Un peu de moi

Une femme heureuse qui se déploie

Quand j’étais étudiante, j’ai eu une grande passion pour Rousseau. Après j’en ai eu d’autres, je suis une femme de passions. J’avais une prof spécialiste du XVIIIè siècle et plus particulièrement de Rousseau à propos duquel elle avait soutenu sa thèse de doctorat.
J’avais aussi une passion pour elle, si fine à tous les sens du terme, du fait de cette manière si particulière qu’elle avait de parler de l’auteur, du philosophe. Avec amour, je crois.


Et justement Rousseau, rencontrant Mme de Warens, à qui il a été recommandé comme cela se pratiquait à l’époque pour ces jeunes garçons qui erraient, écrit une lettre d’introduction, préfigurant en quelque sorte par là l’autobiographie dans laquelle il raconte ce moment ( Les Confessions). Mais voilà, il est un peu en panne d’inspiration aussi mêle-t’il à sa prose d’autres auteurs  » cousant (ainsi) des phrases de livres « . Cette scène des Confessions fait partie des plus belles scènes de rencontres amoureuses de la littérature à mon sens.


Pour ce billet j’ai choisi de faire de même.

Comme Rousseau écrivait une  » lettre patchwork », j’écris un  » billet patchwork ». C’est Yasmina Reza et son  » Heureux les heureux  » qui servira de trame à ce texte.


Une amie me dit que ce qu’elle aime chez moi, c’est que je suis en recherche. J’interroge : En recherche de quoi ? Ah ça…

Je trouve que c’est beau, à ton âge, d’être en recherche, c’est rare. Ils ont tellement de certitudes, les autres, tous les autres presque.
Et puis elle se tait pour laisser le silence, le bien aimé silence, emplir l’espace, le rendre visible.
Etre percée à jour ça s’appelle.

Sur le parking, nous ne disons rien. Dans la voiture non plus. Il fait nuit. Les lumières de la route nous endorment et je mets le CD de la chanson portugaise avec la voix de la femme qui répète le même mot à l’infini.


Pourrais tu, je m’apprête à lui dire, mettre sur mon chemin quelqu’un de gai avec qui je pourrais rire et qui aimerait marcher ?
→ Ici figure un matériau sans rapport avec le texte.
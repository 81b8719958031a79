//! GitHub implementation of the [`CiPlatform`] trait.
//!
//! A thin reqwest client over the REST API: paginated runner listing,
//! webhook management, workflow file download and rate-limit probing. The
//! webhook secret is derived deterministically from the API token
//! (hex SHA-256), so it survives process restarts without any persistence;
//! any holder of the token can reproduce it, which is acceptable because the
//! token is strictly more powerful than the secret.

use async_trait::async_trait;
use base64::prelude::*;
use chrono::Utc;
use ci_scaler_core::{CiPlatform, PlatformError, RateLimits, Runner, RunnerStatus, Workflow};
use reqwest::header::{HeaderMap, ACCEPT, LINK, USER_AGENT};
use reqwest::Method;
use serde::Deserialize;
use serde_json::json;
use sha2::{Digest, Sha256};
use std::time::Duration;

pub const GITHUB_API_URL: &str = "https://api.github.com";

const REQUEST_TIMEOUT: Duration = Duration::from_secs(30);
const PAGE_SIZE: u32 = 100;

/// The GitHub REST API client.
pub struct GitHubClient {
    http: reqwest::Client,
    base_url: String,
    token: Option<String>,
}

impl GitHubClient {
    /// Build a client against api.github.com with the token from `GH_TOKEN`
    /// or `GITHUB_TOKEN`.
    pub fn from_env() -> Result<Self, PlatformError> {
        let token = std::env::var("GH_TOKEN")
            .ok()
            .filter(|token| !token.is_empty())
            .or_else(|| std::env::var("GITHUB_TOKEN").ok())
            .filter(|token| !token.is_empty());
        Self::new(GITHUB_API_URL, token)
    }

    pub fn new(base_url: impl Into<String>, token: Option<String>) -> Result<Self, PlatformError> {
        let base_url: String = base_url.into();
        let http = reqwest::Client::builder()
            .timeout(REQUEST_TIMEOUT)
            .build()
            .map_err(|e| PlatformError::Network {
                message: e.to_string(),
            })?;
        Ok(Self {
            http,
            base_url: base_url.trim_end_matches('/').to_string(),
            token,
        })
    }

    fn url(&self, path: &str) -> String {
        format!("{}{path}", self.base_url)
    }

    fn request(&self, method: Method, url: &str) -> reqwest::RequestBuilder {
        let mut builder = self
            .http
            .request(method, url)
            .header(ACCEPT, "application/vnd.github.v3+json")
            .header(USER_AGENT, "ci-scaler");
        if let Some(token) = &self.token {
            builder = builder.bearer_auth(token);
        }
        builder
    }

    async fn send(
        &self,
        builder: reqwest::RequestBuilder,
    ) -> Result<reqwest::Response, PlatformError> {
        let response = builder.send().await.map_err(|e| PlatformError::Network {
            message: e.to_string(),
        })?;
        let status = response.status();
        if status.is_success() {
            return Ok(response);
        }
        let message = response.text().await.unwrap_or_default();
        Err(PlatformError::Http {
            status: status.as_u16(),
            message,
        })
    }

    /// All webhooks of a repository, following pagination.
    async fn list_hooks(&self, repository: &str) -> Result<Vec<HookItem>, PlatformError> {
        let mut hooks = Vec::new();
        let mut url = self.url(&format!("/repos/{repository}/hooks?per_page={PAGE_SIZE}"));
        loop {
            let response = self.send(self.request(Method::GET, &url)).await?;
            let next = next_link(response.headers());
            let page: Vec<HookItem> =
                response.json().await.map_err(|e| PlatformError::MalformedResponse {
                    message: e.to_string(),
                })?;
            hooks.extend(page);
            match next {
                Some(next) => url = next,
                None => break,
            }
        }
        Ok(hooks)
    }

    /// Hook ids whose configured URL matches.
    async fn hook_ids_by_url(
        &self,
        repository: &str,
        url: &str,
    ) -> Result<Vec<u64>, PlatformError> {
        Ok(self
            .list_hooks(repository)
            .await?
            .into_iter()
            .filter(|hook| hook.config.url.as_deref() == Some(url))
            .map(|hook| hook.id)
            .collect())
    }
}

#[async_trait]
impl CiPlatform for GitHubClient {
    async fn fetch_runners(&self, repository: &str) -> Result<Vec<Runner>, PlatformError> {
        let loaded_at = Utc::now().timestamp();
        let mut runners = Vec::new();
        let mut url = self.url(&format!(
            "/repos/{repository}/actions/runners?per_page={PAGE_SIZE}"
        ));
        loop {
            let response = self.send(self.request(Method::GET, &url)).await?;
            let next = next_link(response.headers());
            let page: RunnersPage =
                response.json().await.map_err(|e| PlatformError::MalformedResponse {
                    message: e.to_string(),
                })?;
            runners.extend(page.runners.into_iter().map(|item| item.into_runner(loaded_at)));
            match next {
                Some(next) => url = next,
                None => break,
            }
        }
        Ok(runners)
    }

    async fn runner_ensure_absent(
        &self,
        repository: &str,
        runner_id: &str,
    ) -> Result<(), PlatformError> {
        let url = self.url(&format!("/repos/{repository}/actions/runners/{runner_id}"));
        match self.send(self.request(Method::DELETE, &url)).await {
            Ok(_) => Ok(()),
            Err(PlatformError::Http { status: 404, .. }) => Ok(()),
            Err(e) => Err(e),
        }
    }

    async fn webhook_ensure_exists(
        &self,
        repository: &str,
        url: &str,
        secret: &str,
        events: &[&str],
    ) -> Result<(), PlatformError> {
        // Re-registering refreshes the secret, so drop any stale hook first.
        self.webhook_ensure_absent(repository, url).await?;
        let body = json!({
            "config": {
                "url": url,
                "content_type": "json",
                "secret": secret,
            },
            "events": events,
            "active": true,
        });
        let endpoint = self.url(&format!("/repos/{repository}/hooks"));
        match self
            .send(self.request(Method::POST, &endpoint).json(&body))
            .await
        {
            Ok(_) => Ok(()),
            Err(PlatformError::Http { message, .. }) if message.contains("Hook already exists") => {
                Ok(())
            }
            Err(e) => Err(e),
        }
    }

    async fn webhook_ensure_absent(
        &self,
        repository: &str,
        url: &str,
    ) -> Result<(), PlatformError> {
        for id in self.hook_ids_by_url(repository, url).await? {
            let endpoint = self.url(&format!("/repos/{repository}/hooks/{id}"));
            match self.send(self.request(Method::DELETE, &endpoint)).await {
                Ok(_) => {}
                Err(PlatformError::Http { status: 404, .. }) => {}
                Err(e) => return Err(e),
            }
        }
        Ok(())
    }

    async fn webhook_ping(&self, repository: &str, url: &str) -> Result<(), PlatformError> {
        for id in self.hook_ids_by_url(repository, url).await? {
            let endpoint = self.url(&format!("/repos/{repository}/hooks/{id}/pings"));
            self.send(self.request(Method::POST, &endpoint)).await?;
        }
        Ok(())
    }

    async fn fetch_workflow(
        &self,
        repository: &str,
        sha: &str,
        path: &str,
    ) -> Result<Workflow, PlatformError> {
        let url = self.url(&format!("/repos/{repository}/contents/{path}?ref={sha}"));
        let response = self.send(self.request(Method::GET, &url)).await?;
        let file: ContentsFile =
            response.json().await.map_err(|e| PlatformError::MalformedResponse {
                message: e.to_string(),
            })?;
        if file.encoding != "base64" {
            return Err(PlatformError::MalformedResponse {
                message: format!("unexpected contents encoding: {}", file.encoding),
            });
        }
        let packed: String = file.content.chars().filter(|c| !c.is_whitespace()).collect();
        let bytes = BASE64_STANDARD
            .decode(packed)
            .map_err(|e| PlatformError::MalformedResponse {
                message: format!("contents are not valid base64: {e}"),
            })?;
        let text = String::from_utf8(bytes).map_err(|e| PlatformError::MalformedResponse {
            message: format!("workflow file is not UTF-8: {e}"),
        })?;
        Ok(Workflow::parse(&text)?)
    }

    async fn fetch_rate_limits(&self) -> Result<RateLimits, PlatformError> {
        let url = self.url("/rate_limit");
        let response = self.send(self.request(Method::GET, &url)).await?;
        Ok(RateLimits {
            limit: header_i64(response.headers(), "x-ratelimit-limit"),
            remaining: header_i64(response.headers(), "x-ratelimit-remaining"),
        })
    }

    fn webhook_secret(&self) -> Option<String> {
        self.token
            .as_ref()
            .map(|token| hex::encode(Sha256::digest(token.as_bytes())))
    }
}

// ============================================================================
// Wire types
// ============================================================================

#[derive(Debug, Deserialize)]
struct RunnersPage {
    runners: Vec<RunnerItem>,
}

#[derive(Debug, Deserialize)]
struct RunnerItem {
    id: u64,
    name: String,
    status: RunnerStatus,
    busy: bool,
    #[serde(default)]
    labels: Vec<RunnerLabel>,
}

#[derive(Debug, Deserialize)]
struct RunnerLabel {
    name: String,
    #[serde(rename = "type", default)]
    kind: String,
}

impl RunnerItem {
    /// Platform-owned labels (`self-hosted`, os/arch) are discarded; only
    /// custom labels take part in spec matching.
    fn into_runner(self, loaded_at: i64) -> Runner {
        Runner {
            id: self.id.to_string(),
            name: self.name,
            status: self.status,
            busy: self.busy,
            labels: self
                .labels
                .into_iter()
                .filter(|label| label.kind == "custom")
                .map(|label| label.name)
                .collect(),
            loaded_at,
        }
    }
}

#[derive(Debug, Deserialize)]
struct HookItem {
    id: u64,
    #[serde(default)]
    config: HookConfig,
}

#[derive(Debug, Default, Deserialize)]
struct HookConfig {
    url: Option<String>,
}

#[derive(Debug, Deserialize)]
struct ContentsFile {
    content: String,
    encoding: String,
}

// ============================================================================
// Helpers
// ============================================================================

/// The `rel="next"` target of a Link header, if any.
fn next_link(headers: &HeaderMap) -> Option<String> {
    let link = headers.get(LINK)?.to_str().ok()?;
    for part in link.split(',') {
        let mut sections = part.split(';');
        let url = sections
            .next()?
            .trim()
            .trim_start_matches('<')
            .trim_end_matches('>');
        if sections.any(|param| param.trim() == "rel=\"next\"") {
            return Some(url.to_string());
        }
    }
    None
}

fn header_i64(headers: &HeaderMap, name: &str) -> i64 {
    headers
        .get(name)
        .and_then(|value| value.to_str().ok())
        .and_then(|value| value.trim().parse().ok())
        .unwrap_or(0)
}

#[cfg(test)]
#[path = "github_tests.rs"]
mod tests;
J’ai dit, attends moi mon coeur. Il s’est retourné, les yeux plissés à cause des gouttes, je lui ai trouvé une petite tête et des cheveux amoindris sous la lumière du lampadaire.


Tout continuera comme toujours, tout partira gaiement dans l’eau.


J’ai pris tout ce qu’il m’a donné, sa queue, l’argent, la joie, le chagrin.


C’est inouï quand même, t’en fais jamais trop, t’es l’homme, t’es l’homme qu’il me faut.


J’ai trouvé qu’elle avait absolument raison. J’étais léger de nouveau. Tout rentrait dans l’ordre.


J’ai dit, il y a une recette très connue pour faire tomber les femmes, tout le monde le sait, c’est de ne pas dire un mot. Les types qui plaisent sont silencieux et font la gueule. Moi, je ne me trouve pas assez beau,pas assez intrigant au naturel pour me taire. Je parle trop, je déconne, je veux tout le temps être marrant. Même avec vous, je veux être marrant. Souvent après une série de blagues, je m’assombris parce que je m’en veux. Surtout quand ça tombe à l’eau, je me braque, je deviens sinistre pendant un quart d’heure. Ensuite le joyeux drille prend le dessus.


Et les femmes ? Tu crois qu’il faut aussi qu’elles se taisent ? C’est Montaigne qui disait ça, qu’une femme ne doit parler, trop. Mais bon Montaigne, il a fait ses preuves avec les femmes ?
J’ai senti remonter des sensations confuses. Il y a en moi une région abandonnée qui aspire à la tyrannie . On les connait nos  » régions abandonnées  » ? Comment fait-on pour savoir à quoi elles aspirent ces régions de nous qu’on a perdues de vue ? Qu’on a laissé un jour attacher à un arbre ou à un pilier sur une autoroute, comme un chien. Tiens, je vous abandonne et elles sont mortes de chagrin peut être. Ou de solitude. Ou de faim et de soif sur la route des vacances.


Il m’a dit, tu es toujours aussi petite. Lui était grand comme avant, mais plus épais. Je courais un peu pour être dans ses pas. Mais déjà je savais que je n’arrêterai pas de courir, même essoufflée.


Nous vivons dans l’illusion de la répétition, comme le jour qui se lève et se couche. Nous nous levons et nous couchons croyant répéter le même geste, mais c’est faux.
C’est pour ça que l’ennui est une vue de l’esprit, rien de tangible.